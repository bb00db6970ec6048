use approx::assert_relative_eq;
use fastDbscan::internals::primitives::label::{AtomicLabel, Claim, ClusterId, Label};
use fastDbscan::prelude::*;
use ndarray::Array2;

fn batch(epsilon: f64, min_pts: usize) -> BatchDbscan<f64> {
    Dbscan::new()
        .epsilon(epsilon)
        .min_pts(min_pts)
        .adapter(Batch)
        .max_concurrency(4)
        .build()
        .unwrap()
}

#[test]
fn test_chained_reachability() {
    let points = vec![[0.0, 0.0], [1.0, 0.0], [2.0, 0.0]];

    let res = batch(1.5, 2).fit(&points).unwrap();

    assert_eq!(res.labels, vec![1, 1, 1]);
    assert_eq!(res.n_clusters, 1);
    assert_eq!(res.n_noise, 0);
    assert!(res.core.iter().all(|&c| c));
}

#[test]
fn test_disjoint_groups() {
    let offsets = [[0.0, 0.0], [0.3, 0.0], [0.0, 0.3], [0.3, 0.3], [0.15, 0.15]];
    let mut points = Vec::new();
    for [dx, dy] in offsets {
        points.push([dx, dy]);
    }
    for [dx, dy] in offsets {
        points.push([100.0 + dx, 100.0 + dy]);
    }

    let res = batch(1.0, 2).fit(&points).unwrap();

    assert_eq!(res.n_clusters, 2);
    assert_eq!(res.n_noise, 0);
    assert!(res.labels[..5].iter().all(|&l| l == 1));
    assert!(res.labels[5..].iter().all(|&l| l == 2));

    let clusters = res.clusters();
    assert_eq!(clusters, vec![vec![0, 1, 2, 3, 4], vec![5, 6, 7, 8, 9]]);
}

#[test]
fn test_outlier_is_noise() {
    let points = [[0.0, 0.0], [1.0, 0.0], [2.0, 0.0], [50.0, 50.0]];

    let res = batch(1.5, 2).fit(&points).unwrap();

    assert_eq!(res.labels, vec![1, 1, 1, NOISE]);
    assert_eq!(res.noise_indices(), vec![3]);
    assert!(!res.core[3]);
}

#[test]
fn test_degenerate_epsilon() {
    let points: Vec<[f64; 2]> = (0..12).map(|i| [i as f64, (i * i) as f64]).collect();

    // Every distinct point is its own cluster.
    let res = batch(0.0, 1).fit(&points).unwrap();
    assert_eq!(res.n_clusters, 12);
    assert_eq!(res.labels, (1..=12).collect::<Vec<_>>());

    // Nothing has a second neighbor.
    let res = batch(0.0, 2).fit(&points).unwrap();
    assert_eq!(res.n_clusters, 0);
    assert_eq!(res.n_noise, 12);
    assert!(res.labels.iter().all(|&l| l == NOISE));
}

#[test]
fn test_duplicates_at_zero_epsilon_share_a_cluster() {
    let points = [[1.0, 1.0], [1.0, 1.0], [2.0, 2.0]];

    let res = batch(0.0, 2).fit(&points).unwrap();

    assert_eq!(res.labels, vec![1, 1, NOISE]);
}

#[test]
fn test_core_point_boundary() {
    // Each point sees exactly min_pts - 1 neighbors.
    let pair = [[0.0, 0.0], [1.0, 0.0]];
    let res = batch(1.5, 3).fit(&pair).unwrap();
    assert_eq!(res.n_clusters, 0);
    assert_eq!(res.diagnostics.clusters_seeded, 0);

    // The ends never seed but are absorbed as border points.
    let triple = [[0.0, 0.0], [1.0, 0.0], [2.0, 0.0]];
    let res = batch(1.5, 3).fit(&triple).unwrap();
    assert_eq!(res.labels, vec![1, 1, 1]);
    assert_eq!(res.core, vec![false, true, false]);
    assert_eq!(res.core_sample_indices(), vec![1]);
    assert_eq!(res.diagnostics.clusters_seeded, 1);
}

#[test]
fn test_point_at_origin_is_a_real_point() {
    let points = [[0.0, 0.0], [0.5, 0.0], [10.0, 0.0]];

    let res = batch(1.0, 2).fit(&points).unwrap();

    assert_eq!(res.labels, vec![1, 1, NOISE]);
    assert_relative_eq!(res.points[0][0], 0.0);
}

#[test]
fn test_label_transitions_are_monotone() {
    let a = ClusterId::new(1).unwrap();
    let b = ClusterId::new(2).unwrap();
    let label = AtomicLabel::new();

    assert_eq!(label.load(), Label::Unlabeled);
    assert!(label.mark_noise());
    assert_eq!(label.load(), Label::Noise);

    // Noise upgrades to a cluster.
    assert_eq!(label.try_claim(a), Claim::Won);
    assert_eq!(label.load(), Label::Cluster(a));

    // A cluster label is final.
    assert!(!label.mark_noise());
    assert_eq!(label.try_claim(b), Claim::Lost(a));
    assert_eq!(label.try_claim(a), Claim::AlreadyOwned);
    assert_eq!(label.load(), Label::Cluster(a));
}

#[test]
fn test_empty_input() {
    let points: Vec<[f64; 2]> = Vec::new();

    let res = batch(1.0, 2).fit(&points).unwrap();

    assert!(res.is_empty());
    assert_eq!(res.n_clusters, 0);
    assert_eq!(res.n_noise, 0);
}

#[test]
fn test_capacity_exceeded() {
    let points: Vec<[f64; 2]> = (0..30).map(|i| [i as f64 * 0.01, 0.0]).collect();

    let err = Dbscan::new()
        .epsilon(1.0)
        .min_pts(2)
        .max_neighbors(8)
        .adapter(Batch)
        .build()
        .unwrap()
        .fit(&points)
        .unwrap_err();

    assert!(matches!(
        err,
        DbscanError::CapacityExceeded { capacity: 8, .. }
    ));
    assert!(!err.is_config_error());
}

#[test]
fn test_invalid_configuration() {
    let err = Dbscan::new()
        .epsilon(-0.5)
        .adapter(Batch)
        .build()
        .unwrap_err();
    assert!(matches!(err, DbscanError::InvalidEpsilon(_)));
    assert!(err.is_config_error());

    let err = Dbscan::<f64>::new()
        .min_pts(0)
        .adapter(Batch)
        .build()
        .unwrap_err();
    assert_eq!(err, DbscanError::InvalidMinPts(0));

    let err = Dbscan::<f64>::new()
        .max_concurrency(0)
        .adapter(Batch)
        .build()
        .unwrap_err();
    assert_eq!(err, DbscanError::InvalidConcurrency(0));

    let err = Dbscan::<f64>::new()
        .max_neighbors(0)
        .adapter(Batch)
        .build()
        .unwrap_err();
    assert_eq!(err, DbscanError::InvalidNeighborCapacity(0));
}

#[test]
fn test_non_finite_coordinate_is_rejected() {
    let points = vec![[0.0, 0.0], [f64::NAN, 1.0]];

    let err = batch(1.0, 2).fit(&points).unwrap_err();

    assert_eq!(err, DbscanError::NonFiniteCoordinate { index: 1 });
}

#[test]
fn test_cancellation_before_fit() {
    let token = CancellationToken::new();
    let model = Dbscan::new()
        .epsilon(1.0)
        .adapter(Batch)
        .cancellation(token.clone())
        .build()
        .unwrap();
    let points: Vec<[f64; 2]> = (0..50).map(|i| [i as f64, 0.0]).collect();

    token.cancel();
    let err = model.fit(&points).unwrap_err();

    assert_eq!(err, DbscanError::Cancelled);
}

#[test]
fn test_ndarray_integration() {
    let points = Array2::from_shape_vec(
        (4, 2),
        vec![0.0, 0.0, 1.0, 0.0, 2.0, 0.0, 50.0, 50.0],
    )
    .unwrap();

    let res = batch(1.5, 2).fit(&points).unwrap();
    assert_eq!(res.labels, vec![1, 1, 1, NOISE]);

    let wide = Array2::<f64>::zeros((3, 3));
    let err = batch(1.5, 2).fit(&wide).unwrap_err();
    assert!(matches!(err, DbscanError::InvalidInput(_)));
}

#[test]
fn test_columns_and_tuples() {
    let x = [0.0, 1.0, 2.0, 50.0];
    let y = [0.0, 0.0, 0.0, 50.0];
    let model = batch(1.5, 2);

    let from_columns = model.fit_columns(&x, &y).unwrap();
    let tuples: Vec<(f64, f64)> = x.iter().copied().zip(y.iter().copied()).collect();
    let from_tuples = model.fit(&tuples).unwrap();

    assert_eq!(from_columns.labels, from_tuples.labels);
    assert!(model.fit_columns(&x, &y[..2]).is_err());
}

#[test]
fn test_convenience_entry_point() {
    let points = vec![[0.0f32, 0.0], [0.5, 0.5], [9.0, 9.0], [9.5, 9.0]];

    let res = cluster(&points, 1.0f32, 2).unwrap();

    assert_eq!(res.labels, vec![1, 1, 2, 2]);
    assert_eq!(res.triples().count(), 4);
}

#[test]
fn test_profiled_adapter() {
    let points: Vec<[f64; 2]> = (0..20).map(|i| [i as f64 * 0.5, 0.0]).collect();

    let profiled = Dbscan::new()
        .epsilon(0.6)
        .min_pts(2)
        .max_concurrency(2)
        .adapter(Profiled)
        .build()
        .unwrap()
        .fit(&points)
        .unwrap();

    assert_eq!(profiled.result.n_clusters, 1);
    assert!(profiled.profile.memory.is_none());
    assert_eq!(profiled.result.diagnostics.workers, 2);
}
//! Layer 6: Adapters
//!
//! ## Purpose
//!
//! This layer provides the execution adapters selected through the API
//! builder, plus the text collaborators that feed and drain the engine.
//!
//! ## Architecture
//!
//! ```text
//! Layer 7: API
//!   ↓
//! Layer 6: Adapters ← You are here
//!   ↓
//! Layer 5: Engine
//!   ↓
//! Layer 4: Evaluation
//!   ↓
//! Layer 3: Algorithms
//!   ↓
//! Layer 2: Math
//!   ↓
//! Layer 1: Primitives
//! ```

/// In-memory batch clustering.
pub mod batch;

/// Batch clustering with timing and allocation tracking.
pub mod profiled;

/// Plain-text point loader and labeled-point writer.
pub mod text;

## Exercise
Copy the records above faithfully. Begin at their first line, end at the line containing "use ndarray::Array2;", and include nothing else.

## Task result
repository bb00db6970ec6048
use approx::assert_relative_eq;
use fastDbscan::internals::primitives::label::{AtomicLabel, Claim, ClusterId, Label};
use fastDbscan::prelude::*;
use ndarray::Array2;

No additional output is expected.